- **Working data**:
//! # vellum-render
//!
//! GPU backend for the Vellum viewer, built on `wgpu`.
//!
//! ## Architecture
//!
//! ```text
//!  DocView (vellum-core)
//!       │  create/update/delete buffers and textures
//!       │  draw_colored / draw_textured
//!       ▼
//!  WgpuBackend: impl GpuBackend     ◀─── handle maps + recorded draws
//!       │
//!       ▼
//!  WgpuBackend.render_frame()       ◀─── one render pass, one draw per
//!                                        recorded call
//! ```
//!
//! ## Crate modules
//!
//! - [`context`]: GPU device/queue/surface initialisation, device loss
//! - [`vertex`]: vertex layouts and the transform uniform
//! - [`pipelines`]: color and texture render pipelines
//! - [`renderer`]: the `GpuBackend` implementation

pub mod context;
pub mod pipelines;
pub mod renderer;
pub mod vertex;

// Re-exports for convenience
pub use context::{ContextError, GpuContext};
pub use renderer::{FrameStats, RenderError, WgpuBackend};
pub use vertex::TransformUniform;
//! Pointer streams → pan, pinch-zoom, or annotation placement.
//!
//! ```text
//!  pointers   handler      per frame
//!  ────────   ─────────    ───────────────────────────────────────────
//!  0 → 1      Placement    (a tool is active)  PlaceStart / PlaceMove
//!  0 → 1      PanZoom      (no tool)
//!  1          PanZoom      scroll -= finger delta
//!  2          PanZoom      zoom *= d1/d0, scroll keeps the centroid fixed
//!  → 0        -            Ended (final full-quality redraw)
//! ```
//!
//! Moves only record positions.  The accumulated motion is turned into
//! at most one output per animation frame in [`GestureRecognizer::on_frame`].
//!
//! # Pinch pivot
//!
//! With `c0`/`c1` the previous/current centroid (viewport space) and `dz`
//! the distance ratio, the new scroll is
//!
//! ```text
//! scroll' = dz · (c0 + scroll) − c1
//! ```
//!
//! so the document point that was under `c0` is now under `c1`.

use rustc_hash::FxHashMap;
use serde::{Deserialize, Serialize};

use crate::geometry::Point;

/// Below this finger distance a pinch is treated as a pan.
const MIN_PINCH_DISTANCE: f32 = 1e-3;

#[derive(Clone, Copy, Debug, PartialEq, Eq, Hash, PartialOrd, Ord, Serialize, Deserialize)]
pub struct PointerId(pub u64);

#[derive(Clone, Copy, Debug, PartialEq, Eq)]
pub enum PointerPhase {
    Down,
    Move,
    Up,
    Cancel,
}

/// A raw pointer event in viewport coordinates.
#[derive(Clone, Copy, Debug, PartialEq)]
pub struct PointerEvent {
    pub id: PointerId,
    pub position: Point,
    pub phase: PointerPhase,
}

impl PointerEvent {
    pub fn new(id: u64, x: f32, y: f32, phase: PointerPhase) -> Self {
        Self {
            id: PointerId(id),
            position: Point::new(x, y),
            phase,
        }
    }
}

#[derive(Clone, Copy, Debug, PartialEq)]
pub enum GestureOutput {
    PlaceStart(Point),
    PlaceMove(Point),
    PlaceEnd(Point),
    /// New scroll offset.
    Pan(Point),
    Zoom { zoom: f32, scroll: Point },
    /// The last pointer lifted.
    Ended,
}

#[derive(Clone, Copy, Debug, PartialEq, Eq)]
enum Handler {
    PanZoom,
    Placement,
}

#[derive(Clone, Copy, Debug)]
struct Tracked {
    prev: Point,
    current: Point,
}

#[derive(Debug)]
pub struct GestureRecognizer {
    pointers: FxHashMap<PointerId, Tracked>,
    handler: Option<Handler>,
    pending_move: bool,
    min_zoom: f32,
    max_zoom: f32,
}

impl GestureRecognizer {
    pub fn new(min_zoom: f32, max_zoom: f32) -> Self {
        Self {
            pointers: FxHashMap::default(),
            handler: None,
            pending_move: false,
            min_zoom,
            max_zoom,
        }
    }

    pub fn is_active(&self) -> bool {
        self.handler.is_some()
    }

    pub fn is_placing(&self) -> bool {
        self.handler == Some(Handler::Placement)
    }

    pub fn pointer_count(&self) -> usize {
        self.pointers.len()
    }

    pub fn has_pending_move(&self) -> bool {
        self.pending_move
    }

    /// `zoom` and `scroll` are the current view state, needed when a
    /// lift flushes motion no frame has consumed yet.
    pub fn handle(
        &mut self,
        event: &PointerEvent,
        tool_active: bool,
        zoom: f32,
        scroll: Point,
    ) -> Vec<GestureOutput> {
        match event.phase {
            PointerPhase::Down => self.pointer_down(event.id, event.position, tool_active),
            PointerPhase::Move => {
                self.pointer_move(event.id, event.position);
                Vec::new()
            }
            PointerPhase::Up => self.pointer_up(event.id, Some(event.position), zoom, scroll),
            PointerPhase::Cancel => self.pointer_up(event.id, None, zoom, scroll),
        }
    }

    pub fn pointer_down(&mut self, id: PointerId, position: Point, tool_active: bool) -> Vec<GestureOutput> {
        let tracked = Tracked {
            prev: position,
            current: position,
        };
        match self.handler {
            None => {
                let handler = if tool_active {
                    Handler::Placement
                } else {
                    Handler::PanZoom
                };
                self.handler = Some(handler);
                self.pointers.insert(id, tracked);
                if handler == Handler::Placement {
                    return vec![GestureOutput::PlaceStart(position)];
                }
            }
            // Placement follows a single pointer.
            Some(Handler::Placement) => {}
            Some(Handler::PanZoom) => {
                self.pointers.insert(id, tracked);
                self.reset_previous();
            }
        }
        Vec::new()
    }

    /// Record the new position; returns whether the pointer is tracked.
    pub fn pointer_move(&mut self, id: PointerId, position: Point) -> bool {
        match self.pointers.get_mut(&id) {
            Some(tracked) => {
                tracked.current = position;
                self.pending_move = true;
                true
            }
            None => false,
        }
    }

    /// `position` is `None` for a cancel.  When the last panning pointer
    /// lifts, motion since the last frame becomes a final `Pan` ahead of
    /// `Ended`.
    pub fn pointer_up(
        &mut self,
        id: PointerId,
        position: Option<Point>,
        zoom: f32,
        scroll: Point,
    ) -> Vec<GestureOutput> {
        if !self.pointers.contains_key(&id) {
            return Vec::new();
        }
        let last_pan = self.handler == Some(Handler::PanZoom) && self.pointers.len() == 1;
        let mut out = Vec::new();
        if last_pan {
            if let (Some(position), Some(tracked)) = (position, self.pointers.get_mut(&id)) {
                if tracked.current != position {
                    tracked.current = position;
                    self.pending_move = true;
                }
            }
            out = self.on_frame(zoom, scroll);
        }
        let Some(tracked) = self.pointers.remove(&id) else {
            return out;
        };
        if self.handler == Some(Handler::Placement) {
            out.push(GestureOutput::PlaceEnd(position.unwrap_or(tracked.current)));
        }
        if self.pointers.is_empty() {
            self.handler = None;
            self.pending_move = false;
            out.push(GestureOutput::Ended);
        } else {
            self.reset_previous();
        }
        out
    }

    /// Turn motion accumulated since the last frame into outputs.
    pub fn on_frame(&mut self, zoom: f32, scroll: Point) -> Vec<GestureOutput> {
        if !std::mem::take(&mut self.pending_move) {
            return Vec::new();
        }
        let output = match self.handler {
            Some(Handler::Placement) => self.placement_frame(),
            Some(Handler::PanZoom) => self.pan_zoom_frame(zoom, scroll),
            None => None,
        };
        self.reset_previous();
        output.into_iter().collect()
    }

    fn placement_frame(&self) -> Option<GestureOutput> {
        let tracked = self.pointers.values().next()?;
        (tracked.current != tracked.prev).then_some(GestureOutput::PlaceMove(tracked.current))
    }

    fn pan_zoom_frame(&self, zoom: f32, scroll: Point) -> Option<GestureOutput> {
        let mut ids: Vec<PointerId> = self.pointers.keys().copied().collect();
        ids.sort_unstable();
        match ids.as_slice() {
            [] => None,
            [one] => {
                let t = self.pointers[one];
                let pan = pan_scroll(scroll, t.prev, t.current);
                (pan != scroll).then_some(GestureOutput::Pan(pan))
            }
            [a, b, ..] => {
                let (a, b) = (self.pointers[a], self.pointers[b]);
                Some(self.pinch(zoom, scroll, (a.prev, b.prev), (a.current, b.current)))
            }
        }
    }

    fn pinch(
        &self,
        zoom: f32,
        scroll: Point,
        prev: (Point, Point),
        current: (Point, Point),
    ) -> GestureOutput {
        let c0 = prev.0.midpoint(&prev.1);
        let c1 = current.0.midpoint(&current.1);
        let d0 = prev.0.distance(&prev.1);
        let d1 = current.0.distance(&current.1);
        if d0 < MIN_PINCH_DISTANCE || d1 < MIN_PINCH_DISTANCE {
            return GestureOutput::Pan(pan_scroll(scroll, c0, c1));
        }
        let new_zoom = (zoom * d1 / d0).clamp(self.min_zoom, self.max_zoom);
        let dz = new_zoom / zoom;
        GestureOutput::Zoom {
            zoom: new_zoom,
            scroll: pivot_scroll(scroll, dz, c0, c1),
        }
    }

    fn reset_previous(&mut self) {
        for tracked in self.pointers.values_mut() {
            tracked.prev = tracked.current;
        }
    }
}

- **Work item**: Beginning with the line that contains "fn reset_previous(&mut self)" and ending with the last line of the data above, return those lines exactly and nothing else.

- **Written reply**:
    fn reset_previous(&mut self) {
        for tracked in self.pointers.values_mut() {
            tracked.prev = tracked.current;
        }
    }
}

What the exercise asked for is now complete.